Below are some records; quote exactly the lines from the one that contains "the current time." through the one that contains "by virtual-key code.", inclusive, and no others.

_DATASET EXTRACT_:
○ ○ ○ ○

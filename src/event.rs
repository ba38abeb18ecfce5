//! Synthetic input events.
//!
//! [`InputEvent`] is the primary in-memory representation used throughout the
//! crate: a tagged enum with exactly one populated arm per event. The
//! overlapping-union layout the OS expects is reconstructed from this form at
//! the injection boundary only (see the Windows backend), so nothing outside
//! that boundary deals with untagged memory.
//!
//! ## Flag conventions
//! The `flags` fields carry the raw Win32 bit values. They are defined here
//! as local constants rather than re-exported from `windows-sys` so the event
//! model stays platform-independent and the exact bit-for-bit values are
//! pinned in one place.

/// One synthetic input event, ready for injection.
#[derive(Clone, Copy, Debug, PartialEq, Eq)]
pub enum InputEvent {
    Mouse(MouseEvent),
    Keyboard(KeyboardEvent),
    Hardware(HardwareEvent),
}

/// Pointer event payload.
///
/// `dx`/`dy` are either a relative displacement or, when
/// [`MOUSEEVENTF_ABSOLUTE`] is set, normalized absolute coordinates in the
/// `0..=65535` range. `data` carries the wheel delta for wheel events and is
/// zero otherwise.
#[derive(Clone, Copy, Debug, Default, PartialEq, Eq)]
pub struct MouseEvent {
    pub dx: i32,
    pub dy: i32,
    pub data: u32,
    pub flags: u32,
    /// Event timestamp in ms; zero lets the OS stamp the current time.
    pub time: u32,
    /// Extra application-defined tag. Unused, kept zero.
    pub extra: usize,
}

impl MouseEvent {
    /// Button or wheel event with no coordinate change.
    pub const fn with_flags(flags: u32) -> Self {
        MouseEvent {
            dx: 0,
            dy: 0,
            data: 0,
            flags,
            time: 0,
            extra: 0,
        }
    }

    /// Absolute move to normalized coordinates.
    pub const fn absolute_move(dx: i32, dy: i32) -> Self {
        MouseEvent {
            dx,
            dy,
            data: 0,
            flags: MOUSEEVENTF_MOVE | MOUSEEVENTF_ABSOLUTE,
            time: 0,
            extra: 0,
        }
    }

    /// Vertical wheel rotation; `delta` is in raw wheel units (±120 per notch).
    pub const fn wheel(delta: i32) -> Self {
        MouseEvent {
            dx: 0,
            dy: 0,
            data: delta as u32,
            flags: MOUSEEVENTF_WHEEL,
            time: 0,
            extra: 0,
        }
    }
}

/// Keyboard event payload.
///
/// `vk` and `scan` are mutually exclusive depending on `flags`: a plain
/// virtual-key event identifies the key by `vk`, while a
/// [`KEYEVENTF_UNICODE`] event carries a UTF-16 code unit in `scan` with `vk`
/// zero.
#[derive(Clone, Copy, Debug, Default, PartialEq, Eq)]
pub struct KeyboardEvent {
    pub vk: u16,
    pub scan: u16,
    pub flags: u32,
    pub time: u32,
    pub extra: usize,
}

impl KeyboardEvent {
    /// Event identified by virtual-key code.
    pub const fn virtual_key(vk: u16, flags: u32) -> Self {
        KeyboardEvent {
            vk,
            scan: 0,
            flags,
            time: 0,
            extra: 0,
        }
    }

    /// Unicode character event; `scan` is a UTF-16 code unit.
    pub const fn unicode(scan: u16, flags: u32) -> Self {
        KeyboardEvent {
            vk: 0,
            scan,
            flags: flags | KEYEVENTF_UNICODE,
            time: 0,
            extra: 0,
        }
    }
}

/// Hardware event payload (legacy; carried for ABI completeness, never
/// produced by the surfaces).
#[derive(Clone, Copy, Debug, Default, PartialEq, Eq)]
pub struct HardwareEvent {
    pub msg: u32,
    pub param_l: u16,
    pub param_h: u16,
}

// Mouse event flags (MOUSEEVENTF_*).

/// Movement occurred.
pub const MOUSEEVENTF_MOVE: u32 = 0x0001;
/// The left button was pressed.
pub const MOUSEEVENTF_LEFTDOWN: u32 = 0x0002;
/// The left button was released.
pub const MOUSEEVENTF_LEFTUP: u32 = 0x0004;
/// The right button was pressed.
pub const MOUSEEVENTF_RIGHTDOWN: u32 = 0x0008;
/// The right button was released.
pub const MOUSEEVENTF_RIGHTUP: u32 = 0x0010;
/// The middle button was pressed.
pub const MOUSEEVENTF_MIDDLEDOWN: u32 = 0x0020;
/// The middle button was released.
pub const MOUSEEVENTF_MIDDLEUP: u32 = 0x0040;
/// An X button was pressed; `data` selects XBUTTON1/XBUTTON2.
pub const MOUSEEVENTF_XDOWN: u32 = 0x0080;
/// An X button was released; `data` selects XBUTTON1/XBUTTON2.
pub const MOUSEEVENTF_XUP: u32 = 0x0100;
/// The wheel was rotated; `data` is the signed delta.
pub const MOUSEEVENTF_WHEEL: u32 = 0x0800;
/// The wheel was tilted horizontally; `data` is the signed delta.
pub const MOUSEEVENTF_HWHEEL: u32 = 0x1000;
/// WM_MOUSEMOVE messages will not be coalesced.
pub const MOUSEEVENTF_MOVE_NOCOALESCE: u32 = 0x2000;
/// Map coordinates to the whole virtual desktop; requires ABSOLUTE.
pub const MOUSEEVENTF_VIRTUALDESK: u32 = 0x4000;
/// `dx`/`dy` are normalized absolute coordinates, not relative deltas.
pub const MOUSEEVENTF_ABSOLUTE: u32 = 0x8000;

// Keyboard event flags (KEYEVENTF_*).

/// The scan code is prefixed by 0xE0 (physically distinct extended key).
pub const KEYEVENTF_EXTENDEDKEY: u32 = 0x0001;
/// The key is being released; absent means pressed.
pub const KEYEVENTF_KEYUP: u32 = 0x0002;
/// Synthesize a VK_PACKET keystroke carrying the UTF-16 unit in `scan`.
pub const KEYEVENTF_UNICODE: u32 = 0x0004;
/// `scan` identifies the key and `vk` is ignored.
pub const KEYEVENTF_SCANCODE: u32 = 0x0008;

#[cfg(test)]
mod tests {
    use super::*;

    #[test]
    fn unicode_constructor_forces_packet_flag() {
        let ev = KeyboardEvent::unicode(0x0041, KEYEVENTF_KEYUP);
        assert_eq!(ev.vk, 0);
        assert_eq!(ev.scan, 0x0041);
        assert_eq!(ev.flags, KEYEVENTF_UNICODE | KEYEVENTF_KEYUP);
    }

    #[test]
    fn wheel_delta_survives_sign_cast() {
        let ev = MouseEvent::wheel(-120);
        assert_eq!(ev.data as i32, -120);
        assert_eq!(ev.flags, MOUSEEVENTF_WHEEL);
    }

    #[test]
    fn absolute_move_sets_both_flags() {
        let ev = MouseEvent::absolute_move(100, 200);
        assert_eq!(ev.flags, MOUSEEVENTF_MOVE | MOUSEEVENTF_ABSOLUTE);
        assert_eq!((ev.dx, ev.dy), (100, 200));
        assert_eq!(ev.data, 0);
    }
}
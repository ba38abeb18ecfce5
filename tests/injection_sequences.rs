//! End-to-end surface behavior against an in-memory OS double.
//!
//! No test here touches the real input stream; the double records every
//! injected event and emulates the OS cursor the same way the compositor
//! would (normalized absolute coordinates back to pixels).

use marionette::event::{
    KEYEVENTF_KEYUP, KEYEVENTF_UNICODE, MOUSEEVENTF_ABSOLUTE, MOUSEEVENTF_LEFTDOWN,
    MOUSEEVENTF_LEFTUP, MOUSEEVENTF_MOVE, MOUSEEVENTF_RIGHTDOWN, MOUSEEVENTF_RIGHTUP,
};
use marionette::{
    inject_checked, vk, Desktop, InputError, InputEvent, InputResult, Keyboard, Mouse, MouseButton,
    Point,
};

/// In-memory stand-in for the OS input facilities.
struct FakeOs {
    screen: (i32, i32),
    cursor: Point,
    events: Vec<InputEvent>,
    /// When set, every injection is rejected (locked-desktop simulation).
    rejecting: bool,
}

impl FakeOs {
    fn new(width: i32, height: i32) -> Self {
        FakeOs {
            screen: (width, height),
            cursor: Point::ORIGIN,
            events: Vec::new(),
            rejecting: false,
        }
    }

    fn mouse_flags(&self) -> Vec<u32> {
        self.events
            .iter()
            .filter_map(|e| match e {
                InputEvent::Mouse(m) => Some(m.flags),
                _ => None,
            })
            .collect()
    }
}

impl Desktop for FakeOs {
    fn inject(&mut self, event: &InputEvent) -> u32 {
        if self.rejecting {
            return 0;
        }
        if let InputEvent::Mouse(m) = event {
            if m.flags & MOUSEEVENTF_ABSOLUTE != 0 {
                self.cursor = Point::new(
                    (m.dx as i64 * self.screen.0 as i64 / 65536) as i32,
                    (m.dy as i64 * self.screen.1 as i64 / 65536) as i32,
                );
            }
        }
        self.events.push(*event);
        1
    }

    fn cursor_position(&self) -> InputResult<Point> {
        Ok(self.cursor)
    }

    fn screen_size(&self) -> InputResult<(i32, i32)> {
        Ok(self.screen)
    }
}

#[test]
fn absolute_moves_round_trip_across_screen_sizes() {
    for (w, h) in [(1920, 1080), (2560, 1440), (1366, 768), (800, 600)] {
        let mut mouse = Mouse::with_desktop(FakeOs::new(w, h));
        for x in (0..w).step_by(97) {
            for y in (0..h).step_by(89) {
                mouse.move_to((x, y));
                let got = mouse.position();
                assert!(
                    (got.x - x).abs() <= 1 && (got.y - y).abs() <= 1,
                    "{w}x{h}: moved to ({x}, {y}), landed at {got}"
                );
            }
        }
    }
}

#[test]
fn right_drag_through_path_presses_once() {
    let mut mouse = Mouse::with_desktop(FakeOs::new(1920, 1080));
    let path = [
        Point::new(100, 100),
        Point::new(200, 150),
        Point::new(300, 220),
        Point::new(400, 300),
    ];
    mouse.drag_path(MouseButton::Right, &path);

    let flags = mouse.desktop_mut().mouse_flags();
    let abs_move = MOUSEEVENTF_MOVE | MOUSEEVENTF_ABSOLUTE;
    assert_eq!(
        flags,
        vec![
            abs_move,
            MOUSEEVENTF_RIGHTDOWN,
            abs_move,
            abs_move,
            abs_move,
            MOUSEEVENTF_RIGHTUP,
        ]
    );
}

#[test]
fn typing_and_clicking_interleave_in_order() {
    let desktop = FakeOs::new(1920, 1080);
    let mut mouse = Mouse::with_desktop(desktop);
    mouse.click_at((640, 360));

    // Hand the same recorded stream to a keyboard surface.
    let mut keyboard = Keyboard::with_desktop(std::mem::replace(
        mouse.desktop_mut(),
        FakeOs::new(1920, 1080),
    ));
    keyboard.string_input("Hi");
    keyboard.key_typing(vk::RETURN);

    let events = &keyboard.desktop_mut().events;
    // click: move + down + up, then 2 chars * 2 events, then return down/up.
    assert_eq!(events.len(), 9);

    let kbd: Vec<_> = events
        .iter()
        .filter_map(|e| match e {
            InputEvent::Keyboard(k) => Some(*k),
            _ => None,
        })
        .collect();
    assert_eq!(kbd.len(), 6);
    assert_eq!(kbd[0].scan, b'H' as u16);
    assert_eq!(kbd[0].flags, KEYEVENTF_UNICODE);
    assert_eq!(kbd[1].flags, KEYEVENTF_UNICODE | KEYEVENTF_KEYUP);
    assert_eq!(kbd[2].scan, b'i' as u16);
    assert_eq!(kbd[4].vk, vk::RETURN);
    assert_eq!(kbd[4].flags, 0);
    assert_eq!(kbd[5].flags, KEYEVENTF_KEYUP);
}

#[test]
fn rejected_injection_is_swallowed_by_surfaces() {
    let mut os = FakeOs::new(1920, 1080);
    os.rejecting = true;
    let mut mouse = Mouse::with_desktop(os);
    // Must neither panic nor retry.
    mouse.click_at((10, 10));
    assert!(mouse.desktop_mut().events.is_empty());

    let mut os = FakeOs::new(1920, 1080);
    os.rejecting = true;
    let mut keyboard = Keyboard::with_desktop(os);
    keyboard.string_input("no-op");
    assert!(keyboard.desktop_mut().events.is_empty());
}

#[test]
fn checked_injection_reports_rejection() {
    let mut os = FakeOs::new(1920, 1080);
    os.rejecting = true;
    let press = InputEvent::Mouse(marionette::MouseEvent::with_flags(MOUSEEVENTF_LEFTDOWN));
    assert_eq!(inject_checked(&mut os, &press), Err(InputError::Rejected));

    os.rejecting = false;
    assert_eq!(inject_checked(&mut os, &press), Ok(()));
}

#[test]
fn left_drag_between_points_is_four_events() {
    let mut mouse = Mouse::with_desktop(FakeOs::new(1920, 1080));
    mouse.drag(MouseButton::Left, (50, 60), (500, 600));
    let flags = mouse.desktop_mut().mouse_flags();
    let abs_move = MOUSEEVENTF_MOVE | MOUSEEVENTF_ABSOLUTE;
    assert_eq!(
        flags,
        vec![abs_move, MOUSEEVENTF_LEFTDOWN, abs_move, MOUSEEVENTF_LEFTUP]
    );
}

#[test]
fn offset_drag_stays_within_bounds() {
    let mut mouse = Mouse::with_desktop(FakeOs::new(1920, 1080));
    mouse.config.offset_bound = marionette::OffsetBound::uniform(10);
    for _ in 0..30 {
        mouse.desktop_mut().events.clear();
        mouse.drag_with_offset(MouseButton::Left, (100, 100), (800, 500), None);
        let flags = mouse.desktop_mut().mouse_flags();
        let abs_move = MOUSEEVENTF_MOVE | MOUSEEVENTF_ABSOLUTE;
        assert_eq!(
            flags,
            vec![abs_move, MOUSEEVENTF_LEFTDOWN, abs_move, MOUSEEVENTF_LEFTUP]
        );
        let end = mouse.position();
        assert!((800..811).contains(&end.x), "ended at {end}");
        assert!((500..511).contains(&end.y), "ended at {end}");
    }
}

○ ○ ○ ○

_SOLUTION FOR THIS EXERCISE_:
    /// Event timestamp in ms; zero lets the OS stamp the current time.
    pub time: u32,
    /// Extra application-defined tag. Unused, kept zero.
    pub extra: usize,
}

impl MouseEvent {
    /// Button or wheel event with no coordinate change.
    pub const fn with_flags(flags: u32) -> Self {
        MouseEvent {
            dx: 0,
            dy: 0,
            data: 0,
            flags,
            time: 0,
            extra: 0,
        }
    }

    /// Absolute move to normalized coordinates.
    pub const fn absolute_move(dx: i32, dy: i32) -> Self {
        MouseEvent {
            dx,
            dy,
            data: 0,
            flags: MOUSEEVENTF_MOVE | MOUSEEVENTF_ABSOLUTE,
            time: 0,
            extra: 0,
        }
    }

    /// Vertical wheel rotation; `delta` is in raw wheel units (±120 per notch).
    pub const fn wheel(delta: i32) -> Self {
        MouseEvent {
            dx: 0,
            dy: 0,
            data: delta as u32,
            flags: MOUSEEVENTF_WHEEL,
            time: 0,
            extra: 0,
        }
    }
}

/// Keyboard event payload.
///
/// `vk` and `scan` are mutually exclusive depending on `flags`: a plain
/// virtual-key event identifies the key by `vk`, while a
/// [`KEYEVENTF_UNICODE`] event carries a UTF-16 code unit in `scan` with `vk`
/// zero.
#[derive(Clone, Copy, Debug, Default, PartialEq, Eq)]
pub struct KeyboardEvent {
    pub vk: u16,
    pub scan: u16,
    pub flags: u32,
    pub time: u32,
    pub extra: usize,
}

impl KeyboardEvent {
    /// Event identified by virtual-key code.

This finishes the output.